++++ Data for processing
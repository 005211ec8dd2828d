//! Observation to sensor descriptor mapping
//!
//! The schema is fixed. Top-level fields come first (observation time, solar
//! radiation, wind direction, humidity), followed by the metric group in
//! [`METRIC_TABLE`] order. Fields that are absent or null are skipped.

use crate::weather::{MetricGroup, Observation};
use std::fmt;

/// State value of one sensor, rendered bare on the state topic
#[derive(Debug, Clone, PartialEq)]
pub enum SensorValue {
    Text(String),
    Number(f64),
}

impl fmt::Display for SensorValue {
    fn fmt(&self, f: &mut fmt::Formatter<'_>) -> fmt::Result {
        match self {
            SensorValue::Text(text) => f.write_str(text),
            SensorValue::Number(number) => write!(f, "{number}"),
        }
    }
}

/// One discoverable sensor and its current value
#[derive(Debug, Clone, PartialEq)]
pub struct SensorDescriptor {
    pub key: &'static str,
    pub display_name: &'static str,
    pub device_class: Option<&'static str>,
    pub unit: Option<&'static str>,
    pub value: SensorValue,
}

/// Static metadata for a metric-group field
#[derive(Debug, Clone, Copy)]
pub struct MetricSpec {
    pub key: &'static str,
    pub display_name: &'static str,
    pub device_class: Option<&'static str>,
    pub unit: &'static str,
    pub read: fn(&MetricGroup) -> Option<f64>,
}

/// Metric-group fields in publish order
pub static METRIC_TABLE: [MetricSpec; 10] = [
    MetricSpec {
        key: "temperature",
        display_name: "Temperature",
        device_class: Some("temperature"),
        unit: "°C",
        read: |m| m.temp,
    },
    MetricSpec {
        key: "heat_index",
        display_name: "Heat Index",
        device_class: Some("temperature"),
        unit: "°C",
        read: |m| m.heat_index,
    },
    MetricSpec {
        key: "dew_point",
        display_name: "Dew Point",
        device_class: Some("temperature"),
        unit: "°C",
        read: |m| m.dewpt,
    },
    MetricSpec {
        key: "wind_chill",
        display_name: "Wind Chill",
        device_class: Some("temperature"),
        unit: "°C",
        read: |m| m.wind_chill,
    },
    MetricSpec {
        key: "wind_speed",
        display_name: "Wind Speed",
        device_class: Some("wind_speed"),
        unit: "km/h",
        read: |m| m.wind_speed,
    },
    MetricSpec {
        key: "wind_gust",
        display_name: "Wind Gust",
        device_class: Some("wind_speed"),
        unit: "km/h",
        read: |m| m.wind_gust,
    },
    MetricSpec {
        key: "pressure",
        display_name: "Pressure",
        device_class: Some("pressure"),
        unit: "hPa",
        read: |m| m.pressure,
    },
    MetricSpec {
        key: "precipitation_rate",
        display_name: "Precipitation Rate",
        device_class: None,
        unit: "mm/h",
        read: |m| m.precip_rate,
    },
    MetricSpec {
        key: "precipitation_total",
        display_name: "Precipitation Total",
        device_class: None,
        unit: "mm",
        read: |m| m.precip_total,
    },
    MetricSpec {
        key: "elevation",
        display_name: "Elevation",
        device_class: None,
        unit: "m",
        read: |m| m.elev,
    },
];

/// Map an observation into descriptors in fixed schema order
pub fn map_observation(observation: &Observation) -> Vec<SensorDescriptor> {
    let mut descriptors = Vec::with_capacity(4 + METRIC_TABLE.len());

    if let Some(time) = &observation.obs_time_utc {
        descriptors.push(SensorDescriptor {
            key: "observation_time",
            display_name: "Observation Time",
            device_class: None,
            unit: None,
            value: SensorValue::Text(time.clone()),
        });
    }

    let scalars = [
        ("solar_radiation", "Solar Radiation", None, "W/m²", observation.solar_radiation),
        ("wind_direction", "Wind Direction", None, "°", observation.winddir),
        ("humidity", "Humidity", Some("humidity"), "%", observation.humidity),
    ];
    for (key, display_name, device_class, unit, value) in scalars {
        if let Some(value) = value {
            descriptors.push(SensorDescriptor {
                key,
                display_name,
                device_class,
                unit: Some(unit),
                value: SensorValue::Number(value),
            });
        }
    }

    if let Some(metric) = &observation.metric {
        descriptors.extend(METRIC_TABLE.iter().filter_map(|spec| {
            (spec.read)(metric).map(|value| SensorDescriptor {
                key: spec.key,
                display_name: spec.display_name,
                device_class: spec.device_class,
                unit: Some(spec.unit),
                value: SensorValue::Number(value),
            })
        }));
    }

    descriptors
}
++++++++
(Work order):
Restate the data above exactly, keeping each word as it stands.

(Task result):
repository 005211ec8dd2828d
//! Observation to sensor descriptor mapping
//!
//! The schema is fixed. Top-level fields come first (observation time, solar
//! radiation, wind direction, humidity), followed by the metric group in
//! [`METRIC_TABLE`] order. Fields that are absent or null are skipped.

use crate::weather::{MetricGroup, Observation};
use std::fmt;

/// State value of one sensor, rendered bare on the state topic
#[derive(Debug, Clone, PartialEq)]
pub enum SensorValue {
    Text(String),
    Number(f64),
}

impl fmt::Display for SensorValue {
    fn fmt(&self, f: &mut fmt::Formatter<'_>) -> fmt::Result {
        match self {
            SensorValue::Text(text) => f.write_str(text),
            SensorValue::Number(number) => write!(f, "{number}"),
        }
    }
}

/// One discoverable sensor and its current value
#[derive(Debug, Clone, PartialEq)]
pub struct SensorDescriptor {
    pub key: &'static str,
    pub display_name: &'static str,
    pub device_class: Option<&'static str>,
    pub unit: Option<&'static str>,
    pub value: SensorValue,
}

/// Static metadata for a metric-group field
#[derive(Debug, Clone, Copy)]
pub struct MetricSpec {
    pub key: &'static str,
    pub display_name: &'static str,
    pub device_class: Option<&'static str>,
    pub unit: &'static str,
    pub read: fn(&MetricGroup) -> Option<f64>,
}

/// Metric-group fields in publish order
pub static METRIC_TABLE: [MetricSpec; 10] = [
    MetricSpec {
        key: "temperature",
        display_name: "Temperature",
        device_class: Some("temperature"),
        unit: "°C",
        read: |m| m.temp,
    },
    MetricSpec {
        key: "heat_index",
        display_name: "Heat Index",
        device_class: Some("temperature"),
        unit: "°C",
        read: |m| m.heat_index,
    },
    MetricSpec {
        key: "dew_point",
        display_name: "Dew Point",
        device_class: Some("temperature"),
        unit: "°C",
        read: |m| m.dewpt,
    },
    MetricSpec {
        key: "wind_chill",
        display_name: "Wind Chill",
        device_class: Some("temperature"),
        unit: "°C",
        read: |m| m.wind_chill,
    },
    MetricSpec {
        key: "wind_speed",
        display_name: "Wind Speed",
        device_class: Some("wind_speed"),
        unit: "km/h",
        read: |m| m.wind_speed,
    },
    MetricSpec {
        key: "wind_gust",
        display_name: "Wind Gust",
        device_class: Some("wind_speed"),
        unit: "km/h",
        read: |m| m.wind_gust,
    },
    MetricSpec {
        key: "pressure",
        display_name: "Pressure",
        device_class: Some("pressure"),
        unit: "hPa",
        read: |m| m.pressure,
    },
    MetricSpec {
        key: "precipitation_rate",
        display_name: "Precipitation Rate",
        device_class: None,
        unit: "mm/h",
        read: |m| m.precip_rate,
    },
    MetricSpec {
        key: "precipitation_total",
        display_name: "Precipitation Total",
        device_class: None,
        unit: "mm",
        read: |m| m.precip_total,
    },
    MetricSpec {
        key: "elevation",
        display_name: "Elevation",
        device_class: None,
        unit: "m",
        read: |m| m.elev,
    },
];

/// Map an observation into descriptors in fixed schema order
pub fn map_observation(observation: &Observation) -> Vec<SensorDescriptor> {
    let mut descriptors = Vec::with_capacity(4 + METRIC_TABLE.len());

    if let Some(time) = &observation.obs_time_utc {
        descriptors.push(SensorDescriptor {
            key: "observation_time",
            display_name: "Observation Time",
            device_class: None,
            unit: None,
            value: SensorValue::Text(time.clone()),
        });
    }

    let scalars = [
        ("solar_radiation", "Solar Radiation", None, "W/m²", observation.solar_radiation),
        ("wind_direction", "Wind Direction", None, "°", observation.winddir),
        ("humidity", "Humidity", Some("humidity"), "%", observation.humidity),
    ];
    for (key, display_name, device_class, unit, value) in scalars {
        if let Some(value) = value {
            descriptors.push(SensorDescriptor {
                key,
                display_name,
                device_class,
                unit: Some(unit),
                value: SensorValue::Number(value),
            });
        }
    }

    if let Some(metric) = &observation.metric {
        descriptors.extend(METRIC_TABLE.iter().filter_map(|spec| {
            (spec.read)(metric).map(|value| SensorDescriptor {
                key: spec.key,
                display_name: spec.display_name,
                device_class: spec.device_class,
                unit: Some(spec.unit),
                value: SensorValue::Number(value),
            })
        }));
    }

    descriptors
}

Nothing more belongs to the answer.